Propensity score matching (PSM)

We collected three types of covariates at the baseline period for each patient: (1) We included 64 comorbidities including comorbidities from Chronic Conditions Data Warehouse and other risk factors that were selected by experts53. The comorbidities were defined by a set of ICD-9/10 codes. (2) We considered usage of 200 most prevalent prescribed drug ingredients as covariates in this analysis. These drugs were coded using RxNorm and grouped into major active ingredients using Unified Medical Language System. (3) We also included other covariates, including age, gender, race, and the time from the PD initiation date to the drug index date. In total, we included 267 covariates for analysis.

For each emulated trial, we used a propensity score framework to learn the empirical treatment assignment given the baseline covariates and used an inverse probability of treatment weighting to balance the treated and control groups54. For each trial, a 1:1 nearest-neighbor matching was performed to build the matched control group54. The covariate balance after propensity score matching was assessed using the absolute standardized mean difference (SMD)127. For each covariate, it was considered balanced if its SMD≤0.2, and the treated and control group were balanced if only no more than 2% covariates were not balanced128. To enhance robustness of the analysis, we created 100 emulated trials for each tested drug. Tested drugs that had <10 successfully balanced trials were excluded for analysis.

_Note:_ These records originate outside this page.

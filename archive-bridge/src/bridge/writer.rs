use std::io::{self, Write};

use libc::{c_int, c_void, size_t};

use super::{guard, retry_interrupted, Bridge, BridgeState, Failure, Pinned, CALLBACK_FAILED};
use crate::engine::{status, Engine, RawArchive};

/// Drains engine output into a [`Write`] sink.
///
/// A write relays exactly what the sink accepted in one call. Retrying a short
/// write is the engine's job.
pub(crate) struct WriteBridge<W> {
    sink: W,
    state: BridgeState,
    failure: Option<Failure>,
    writes: u64,
    bytes: u64,
}

impl<W: Write> WriteBridge<W> {
    pub(crate) fn new(sink: W) -> WriteBridge<W> {
        WriteBridge {
            sink,
            state: BridgeState::Unopened,
            failure: None,
            writes: 0,
            bytes: 0,
        }
    }

    /// Registers the callbacks on `a` and opens it.
    ///
    /// # Safety
    /// `a` must be a live write session, and `pinned` must outlive it.
    pub(crate) unsafe fn install<E: Engine>(pinned: &Pinned<Self>, a: *mut RawArchive) -> c_int {
        E::write_open(
            a,
            pinned.token(),
            Some(open::<W>),
            Some(write::<W>),
            Some(close::<W>),
        )
    }

    pub(crate) fn bytes_written(&self) -> u64 {
        self.bytes
    }

    pub(crate) fn into_sink(self) -> W {
        tracing::debug!(writes = self.writes, bytes = self.bytes, "write bridge retired");
        self.sink
    }
}

impl<W> Bridge for WriteBridge<W> {
    fn state(&self) -> BridgeState {
        self.state
    }

    fn detach(&mut self) {
        self.state = BridgeState::Closed;
    }

    fn take_failure(&mut self) -> Option<Failure> {
        self.failure.take()
    }
}

/// # Safety
/// `token` must be the pointer produced by `Pinned<WriteBridge<W>>::token`.
#[inline(always)]
unsafe fn bridge<'a, W>(token: *mut c_void) -> &'a mut WriteBridge<W> {
    &mut *token.cast::<WriteBridge<W>>()
}

unsafe extern "C" fn open<W: Write>(_a: *mut RawArchive, token: *mut c_void) -> c_int {
    let bridge = bridge::<W>(token);
    if bridge.state == BridgeState::Closed {
        return status::FATAL;
    }
    bridge.state = BridgeState::Open;
    status::OK
}

unsafe extern "C" fn write<W: Write>(
    _a: *mut RawArchive,
    token: *mut c_void,
    buf: *const c_void,
    len: size_t,
) -> isize {
    let bridge = bridge::<W>(token);
    if bridge.state == BridgeState::Closed {
        return CALLBACK_FAILED;
    }
    if len == 0 {
        return 0;
    }

    // Only valid for this call; the sink must not keep it.
    let data = std::slice::from_raw_parts(buf.cast::<u8>(), len);

    let sink = &mut bridge.sink;
    let accepted = guard(&mut bridge.failure, || {
        match retry_interrupted(|| sink.write(data))? {
            0 => Err(io::Error::new(
                io::ErrorKind::WriteZero,
                "sink accepted no bytes",
            )),
            n => Ok(n),
        }
    });

    match accepted {
        Some(n) => {
            bridge.writes += 1;
            bridge.bytes += n as u64;
            tracing::trace!(offered = len, accepted = n, "write callback");
            n as isize
        }
        None => CALLBACK_FAILED,
    }
}

unsafe extern "C" fn close<W: Write>(_a: *mut RawArchive, token: *mut c_void) -> c_int {
    let bridge = bridge::<W>(token);
    if bridge.state == BridgeState::Closed {
        return status::OK;
    }
    bridge.state = BridgeState::Closed;

    let sink = &mut bridge.sink;
    match guard(&mut bridge.failure, || retry_interrupted(|| sink.flush())) {
        Some(()) => status::OK,
        None => status::FATAL,
    }
}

Treatment effect estimation

For each tested drug, we estimated drug treatment effect for each balanced trial by calculating the hazard ratio (HR) using a Cox proportional hazard model55, comparing the risk to develop a specific outcome between the treated and control groups. We reported the median HR with 95% confidence intervals (CI) obtained by bootstrapping129. A HR < 1 indicated the tested drug can reduce risk to develop a specific outcome and a P value < 0.05 was considered as statistically significant.

The trial emulation pipeline for treatment effect estimation was implemented using Python packages psmpy130 for propensity score framework and lifelines131 for the Cox proportional hazard model.

Reporting summary

Further information on research design is available in the Nature Research Reporting Summary linked to this article.